The question remains, do these amendments adequate for shareholders in Hong Kong? Compared to other jurisdictions, the Hong Kong remedies fall short. For instance, in s459-461 of the UK Companies Act 1985 does not only provide the right to file for injunction, it also gives the courts power to make orders in the process. Moreover, s122(1) and s125(2) of the UK Insolvency Act 1986 gives the courts the authority to wind up companies if it was considered equitable and just for all involved. This is still absent in the legal framework of Hong Kong. This means that compared to the regime in UK, the Hong Kong regime on shareholder remedies offer less protection and less recourse from courts. This is one of the major actions of the administrative region to modernise its company law to be concurrent with the recent trend towards the improvement of corporate governance and transparency. It provides an avenue for the minority shareholders of the company to exercise their rights as part-owners of an organisation. With the ratification of such amendments, the judicial element of the administrative regions should expect a possible exponential rise in class actions among minority shareholders in Hong Kong.

IV.          Conclusion

Hong Kong has always been one of the hubs for business in Asia.
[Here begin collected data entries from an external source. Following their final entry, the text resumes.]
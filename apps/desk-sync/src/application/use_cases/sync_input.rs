//! Sync Input Use Case
//!
//! Keeps the INPUT sheet current: live price refresh of every symbol row,
//! autofill of column A from holdings and positions, per-row order defaults
//! and reconciliation of ticker subscriptions against column A.

use std::collections::{HashMap, HashSet};

use rust_decimal::Decimal;

use crate::application::ports::{BrokeragePort, TickFeedPort, WorkbookError, WorkbookPort};
use crate::application::session::{DeskSession, now_stamp};
use crate::domain::account::{Holding, Position};
use crate::domain::market_data::PriceFields;
use crate::domain::orders::default_product;
use crate::domain::sheet::layout::{FIRST_ROW, data_row, input};
use crate::domain::sheet::{
    CellRange, CellValue, Rows, SheetName, blank_row, blank_rows, cell_at,
};
use crate::domain::symbol::{RowLabel, SectionMarker, SymbolKey};

const DEFAULT_VARIETY: &str = "regular";
const DEFAULT_VALIDITY: &str = "DAY";

/// Column `A` of every INPUT row.
fn symbol_column() -> CellRange {
    CellRange::column_span(input::SYMBOL, FIRST_ROW, input::LAST_ROW)
}

fn single_column(values: impl IntoIterator<Item = CellValue>) -> Rows {
    values.into_iter().map(|value| vec![value]).collect()
}

/// Per-symbol quantity and P&L, preferring positions over holdings.
#[derive(Debug, Default)]
struct AccountLookup {
    position: HashMap<SymbolKey, (i64, Decimal)>,
    holding: HashMap<SymbolKey, (i64, Decimal)>,
}

impl AccountLookup {
    fn new(positions: &[Position], holdings: &[Holding]) -> Self {
        Self {
            position: positions
                .iter()
                .filter_map(|p| Some((p.symbol_key()?, (p.quantity, p.pnl))))
                .collect(),
            holding: holdings
                .iter()
                .filter_map(|h| Some((h.symbol_key()?, (h.quantity, h.pnl))))
                .collect(),
        }
    }

    fn quantity(&self, symbol: &SymbolKey) -> CellValue {
        match self.position.get(symbol) {
            Some((quantity, _)) if *quantity != 0 => CellValue::from(*quantity),
            _ => self
                .holding
                .get(symbol)
                .map_or(CellValue::Empty, |(quantity, _)| CellValue::from(*quantity)),
        }
    }

    fn pnl(&self, symbol: &SymbolKey) -> CellValue {
        self.position
            .get(symbol)
            .or_else(|| self.holding.get(symbol))
            .map_or(CellValue::Empty, |(_, pnl)| CellValue::from(*pnl))
    }
}

/// Column A layout generated from the account: the holdings block, then the
/// positions block, each under its marker.
#[must_use]
pub fn generated_symbols(positions: &[Position], holdings: &[Holding]) -> Vec<String> {
    let mut seen = HashSet::new();
    let holding_symbols: Vec<SymbolKey> = holdings
        .iter()
        .filter_map(Holding::symbol_key)
        .filter(|symbol| seen.insert(symbol.clone()))
        .collect();
    let position_symbols: Vec<SymbolKey> = positions
        .iter()
        .filter(|p| !p.is_flat())
        .filter_map(Position::symbol_key)
        .filter(|symbol| seen.insert(symbol.clone()))
        .collect();

    let mut rows = Vec::with_capacity(holding_symbols.len() + position_symbols.len() + 2);
    if !holding_symbols.is_empty() {
        rows.push(SectionMarker::Holdings.as_str().to_string());
        rows.extend(holding_symbols.into_iter().map(String::from));
    }
    if !position_symbols.is_empty() {
        rows.push(SectionMarker::Portfolio.as_str().to_string());
        rows.extend(position_symbols.into_iter().map(String::from));
    }
    rows
}

/// Use case for INPUT sheet maintenance.
pub struct SyncInputUseCase<B, F, W>
where
    B: BrokeragePort,
    F: TickFeedPort,
    W: WorkbookPort,
{
    session: DeskSession<B, F, W>,
}

impl<B, F, W> SyncInputUseCase<B, F, W>
where
    B: BrokeragePort,
    F: TickFeedPort,
    W: WorkbookPort,
{
    /// Create a new `SyncInputUseCase`.
    pub const fn new(session: DeskSession<B, F, W>) -> Self {
        Self { session }
    }

    fn read_labels(&self) -> Result<Vec<RowLabel>, WorkbookError> {
        let column = self
            .session
            .workbook()
            .read_range(SheetName::Input, &symbol_column())?;
        Ok(column
            .iter()
            .map(|row| RowLabel::classify(row.first().unwrap_or(&CellValue::Empty)))
            .collect())
    }

    /// Rewrite quantity, price fields, P&L and timestamp for every row.
    ///
    /// Blank rows get blank outputs. Marker and non-symbol rows have `B:Y`
    /// cleared. Symbols the directory does not know get blank outputs.
    /// Returns the number of symbol rows written.
    ///
    /// # Errors
    ///
    /// Returns `WorkbookError` when the sheet cannot be read or written.
    pub async fn refresh_prices(
        &self,
        positions: &[Position],
        holdings: &[Holding],
    ) -> Result<usize, WorkbookError> {
        let labels = self.read_labels()?;
        let workbook = self.session.workbook();

        let symbols: Vec<SymbolKey> = labels
            .iter()
            .filter_map(RowLabel::symbol)
            .filter(|symbol| self.session.directory().resolve(symbol).is_some())
            .cloned()
            .collect::<HashSet<_>>()
            .into_iter()
            .collect();
        let fields = self.session.price_fields(&symbols).await;
        let account = AccountLookup::new(positions, holdings);
        let stamp = now_stamp();

        let mut quantities = Vec::with_capacity(labels.len());
        let mut prices = Vec::with_capacity(labels.len());
        let mut pnls = Vec::with_capacity(labels.len());
        let mut stamps = Vec::with_capacity(labels.len());
        let mut written = 0;

        for (index, label) in labels.iter().enumerate() {
            let resolved = label
                .symbol()
                .and_then(|symbol| fields.get(symbol).map(|f| (symbol, f)));
            if let Some((symbol, row_fields)) = resolved {
                quantities.push(account.quantity(symbol));
                prices.push(row_fields.to_cells());
                pnls.push(account.pnl(symbol));
                stamps.push(CellValue::from(stamp.as_str()));
                written += 1;
                continue;
            }

            if matches!(label, RowLabel::Marker(_) | RowLabel::Unrecognized) {
                let row = data_row(index);
                workbook.write_range(
                    SheetName::Input,
                    &CellRange::row_span(row, input::QUANTITY, input::WIDTH),
                    &[blank_row((input::WIDTH - 1) as usize)],
                )?;
            }
            quantities.push(CellValue::Empty);
            prices.push(blank_row(PriceFields::WIDTH));
            pnls.push(CellValue::Empty);
            stamps.push(CellValue::Empty);
        }

        let last = input::LAST_ROW;
        workbook.write_range(
            SheetName::Input,
            &CellRange::column_span(input::QUANTITY, FIRST_ROW, last),
            &single_column(quantities),
        )?;
        workbook.write_range(
            SheetName::Input,
            &CellRange::block(input::PRICES_FIRST, input::PRICES_LAST, FIRST_ROW, last),
            &prices,
        )?;
        workbook.write_range(
            SheetName::Input,
            &CellRange::column_span(input::TIMESTAMP, FIRST_ROW, last),
            &single_column(stamps),
        )?;
        workbook.write_range(
            SheetName::Input,
            &CellRange::column_span(input::PNL, FIRST_ROW, last),
            &single_column(pnls),
        )?;
        Ok(written)
    }

    /// Write the generated holdings and positions blocks into column A.
    ///
    /// With `clear_all` the whole input area (`A`, `B:K`, `Q:R`) is cleared
    /// and the full layout written, ending in a `MANUAL` marker. Otherwise
    /// only the rows above the existing `MANUAL` marker are rewritten, or
    /// just the generated block when there is no marker.
    ///
    /// # Errors
    ///
    /// Returns `WorkbookError` when the sheet cannot be read or written.
    pub fn autofill(
        &self,
        positions: &[Position],
        holdings: &[Holding],
        clear_all: bool,
    ) -> Result<(), WorkbookError> {
        let workbook = self.session.workbook();
        let rows = input::ROWS as usize;
        let last = input::LAST_ROW;
        let generated = generated_symbols(positions, holdings);
        let manual = SectionMarker::Manual.as_str().to_string();

        let block: Vec<CellValue> = if clear_all {
            workbook.write_range(
                SheetName::Input,
                &CellRange::block(input::QUANTITY, input::PRICES_LAST, FIRST_ROW, last),
                &blank_rows(rows, (input::PRICES_LAST - input::QUANTITY + 1) as usize),
            )?;
            workbook.write_range(
                SheetName::Input,
                &CellRange::block(input::PNL, input::TIMESTAMP, FIRST_ROW, last),
                &blank_rows(rows, 2),
            )?;

            let mut block: Vec<CellValue> = generated
                .into_iter()
                .chain(std::iter::once(manual))
                .map(CellValue::from)
                .collect();
            block.resize(rows, CellValue::Empty);
            block
        } else {
            let marker_index = self
                .read_labels()?
                .iter()
                .position(|label| *label == RowLabel::Marker(SectionMarker::Manual));
            match marker_index {
                Some(index) => {
                    let mut block: Vec<CellValue> = generated
                        .into_iter()
                        .chain(std::iter::once(manual))
                        .map(CellValue::from)
                        .collect();
                    // Blank any leftover rows of a longer previous block
                    if block.len() < index + 1 {
                        block.resize(index + 1, CellValue::Empty);
                    }
                    block
                }
                None => generated.into_iter().map(CellValue::from).collect(),
            }
        };

        if block.len() > rows {
            tracing::warn!(
                generated = block.len(),
                rows,
                "Autofill exceeds the INPUT sheet, truncating"
            );
        }
        let block: Vec<CellValue> = block.into_iter().take(rows).collect();
        if block.is_empty() {
            return Ok(());
        }
        workbook.write_range(SheetName::Input, &symbol_column(), &single_column(block))
    }

    /// Fill blank variety, product and validity cells on symbol rows.
    ///
    /// Returns the number of cells written.
    ///
    /// # Errors
    ///
    /// Returns `WorkbookError` when the sheet cannot be read or written.
    pub fn apply_defaults(&self) -> Result<usize, WorkbookError> {
        let workbook = self.session.workbook();
        let rows = workbook.read_range(
            SheetName::Input,
            &CellRange::block(input::SYMBOL, input::VALIDITY, FIRST_ROW, input::LAST_ROW),
        )?;

        let mut written = 0;
        for (index, row) in rows.iter().enumerate() {
            let label = RowLabel::classify(cell_at(row, input::SYMBOL));
            let Some(symbol) = label.symbol() else {
                continue;
            };
            let target = data_row(index);
            let defaults = [
                (input::VARIETY, Some(DEFAULT_VARIETY)),
                (input::PRODUCT, default_product(symbol.exchange())),
                (input::VALIDITY, Some(DEFAULT_VALIDITY)),
            ];
            for (column, value) in defaults {
                if let Some(value) = value
                    && cell_at(row, column).is_blank()
                {
                    workbook.write_cell(SheetName::Input, column, target, value.into())?;
                    written += 1;
                }
            }
        }
        Ok(written)
    }

    /// Reconcile ticker subscriptions against the whole of column A.
    ///
    /// # Errors
    ///
    /// Returns `WorkbookError` when column A cannot be read.
    pub fn reconcile_subscriptions(&self) -> Result<(), WorkbookError> {
        let labels = self.read_labels()?;
        let bindings = labels
            .iter()
            .enumerate()
            .map(|(index, label)| (data_row(index), self.session.binding_for(label)));
        self.session.reconcile_rows(bindings);
        Ok(())
    }
}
Companies seeking to gain profit and operate in a rather lucrative environment realises the potential of the administrative region for their businesses. The regime covering the business environment in Hong Kong show considerable appeal on the companies coming from both local and foreign soil. This has always been the case even before the region was under British rule. However, the changes brought about by the environment both in Hong Kong and overseas have made it necessary to install reforms on its legal framework. The discussions above shows that Hong Kong is considering changes that focuses more on the welfare of the stakeholders of businesses. The reform in the areas involving duties directors, transparency on financial statements, and the legal recourse of shareholders shows that protection of its investors is sought by administrative region.

This begs the question whether the reforms were sufficient. The short answer is no. However, the reviews carried out and the public consultations provided by the state are a significant step in the development of the legal framework in the business environment of Hong Kong. In the same regard, this shows that the companies the currently operates, and those that seek to operate, in the administrative region will have to deal with regulations that places the interests of its shareholder first and foremost. Were the proposed amendments considerably stringent, especially in overseas companies? Possibly, but these significantly improves the prospectus regime of the administrative region which consequently ensures proper trading procedures from companies based locally and abroad.  

V.           References

Books

Mitchell, L., 1995. Progressive Corporate Law. Boulder, Colorado: Westview Press..

 

Hong Kong

Companies (Amendment) Ordinance 2004. Available in: http://www.isdc.ch/d2wfiles/document/4265/4017/0/Companies%20amendment%20ordinance%202004.pdf [Accessed 29 May 2008]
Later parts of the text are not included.